NASA classifies software in terms of criticality. MSS is Class B software, the designation for non-human space-related software upon which primary mission objectives rely. A problem in one of these software components could affect the ability to generate commands to send to the spacecraft and our ability to return science data from instruments. Class B software requires much more rigorous and formal processes than what many Agile teams may be used to. We support ten main software components, plus an assortment of scripts, utilities, and tests. The components are written in a mix of Perl, C, C++, and domain specific languages. It is interesting to note that at least one component was originally written in Assembly then later ported directly to C, and retains some of the restrictions and maintenance difficulties of the original language.

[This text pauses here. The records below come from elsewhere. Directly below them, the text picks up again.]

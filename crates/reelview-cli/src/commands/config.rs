use crate::output::Output;
use color_eyre::eyre::{bail, eyre};
use color_eyre::Result;
use reelview_config::{Config, PathManager, StoreBackend};
use serde_json::json;

fn mask(secret: &str) -> String {
    if secret.is_empty() {
        return "(not set)".to_string();
    }
    let visible: String = secret.chars().take(4).collect();
    format!("{}…", visible)
}

pub fn show(out: &Output, config: &Config, paths: &PathManager) -> Result<()> {
    if !out.is_human() {
        out.json(&json!({
            "path": paths.config_file().display().to_string(),
            "store": {
                "backend": format!("{:?}", config.store.backend),
                "restBaseUrl": config.store.rest_base_url,
                "counterMode": format!("{:?}", config.store.counter_mode),
            },
            "catalog": {
                "apiKey": mask(&config.catalog.api_key),
                "baseUrl": config.catalog.base_url,
            },
            "timeouts": {
                "queryMs": config.timeouts.query_ms,
                "simpleQueryMs": config.timeouts.simple_query_ms,
                "apiRequestMs": config.timeouts.api_request_ms,
            },
        }));
        return Ok(());
    }

    out.println(format!("Config file:     {}", paths.config_file().display()));
    out.println(format!("Store backend:   {:?}", config.store.backend));
    if config.store.backend == StoreBackend::Memory {
        out.println("                 (per-process; records are discarded on exit. Switch to the rest backend to persist them.)");
    }
    out.println(format!("REST base URL:   {}", config.store.rest_base_url));
    out.println(format!("Counter mode:    {:?}", config.store.counter_mode));
    out.println(format!("Catalog API key: {}", mask(&config.catalog.api_key)));
    out.println(format!("Catalog URL:     {}", config.catalog.base_url));
    out.println(format!(
        "Timeouts:        query {} ms, simple {} ms, api {} ms",
        config.timeouts.query_ms, config.timeouts.simple_query_ms, config.timeouts.api_request_ms
    ));
    Ok(())
}

/// Write a default config file for the user to edit. Refuses to
/// clobber an existing file unless forced.
pub fn init(out: &Output, paths: &PathManager, force: bool) -> Result<()> {
    let path = paths.config_file();
    if path.exists() && !force {
        bail!(
            "config already exists at {}; use --force to overwrite",
            path.display()
        );
    }
    Config::default()
        .save(&path)
        .map_err(|e| eyre!("failed to write default config: {}", e))?;
    out.success(format!("Wrote default config to {}", path.display()));
    Ok(())
}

I joined the mission as a Software Engineer in 2015. Although the mission had been ongoing for many years, big software changes for the upcoming Grand Finale maneuvers were underway. In anticipation of these changes, the team of six began improving their software development processes. They had adopted a well-defined change management process, had recently moved to scrum, and had begun automating their test suite. However, they continued to rely heavily on a couple team members with many years of experience on the mission, and the unique challenges of this legacy software system were still having an effect. The sections below will describe those problems, our responses, and the lessons learned in detail.
3. Moving to scrum
For many years, the MSS team used a waterfall development process. Before Cassini arrived at Saturn, there was a large team of engineers and managers to support big, complex deliveries. As the mission proceeded successfully, fewer software changes were needed and the team size shrank. However, the second extension brought a daring new type of trajectory that was outside of the original mission parameters. Software change requests came more rapidly as the team planned to fly the spacecraft closer to the rings and planet than ever before. The team gained a few new employees, but not enough to meet the mission demands while adhering to the old process models.
In 2015 (more than ten years after the Cassini spacecraft had arrived at Saturn) the team decided that a new approach was needed, and opted to switch to Scrum. The primary motivation for the change was to improve communication and transparency among team members. It had become clear that a lot of time was being spent in testing because not enough collaboration was happening during the development phase. Switching to two-week sprints encouraged the team to do smaller, faster iterations even though formal deliveries were still about six months apart. The interaction between developers and testers increased, which made the team more efficient overall. Within a sprint, knowledge was shared more effectively between all members of the team: developers, testers, the product owner, and the change management engineer. We had an opportunity at the daily standup meetings to improve awareness of each other’s work, identify potential issues that required further discussion, and see where things were blocked. Retrospectives helped to identify which areas still needed improvement and which changes were having positive impacts so that we could continuously improve.
In one case, our daily and bi-weekly meetings helped us see that we were at risk of not being ready for the next delivery on time and mitigate the issue. At that point, our testing process still required a lot of manual effort which was typically done by one or two people. Thanks to our newly improved communication culture, we were sharing the testing progress with the rest of the team every day. When it became clear that the task might not be finished on time, the whole team swarmed on it. Not only was testing completed in time for the delivery, but the problematic manual tests became apparent to the entire team. This situation resulted in increased effort to automate more, and by the time the next delivery was ready the test suite required much less manual work.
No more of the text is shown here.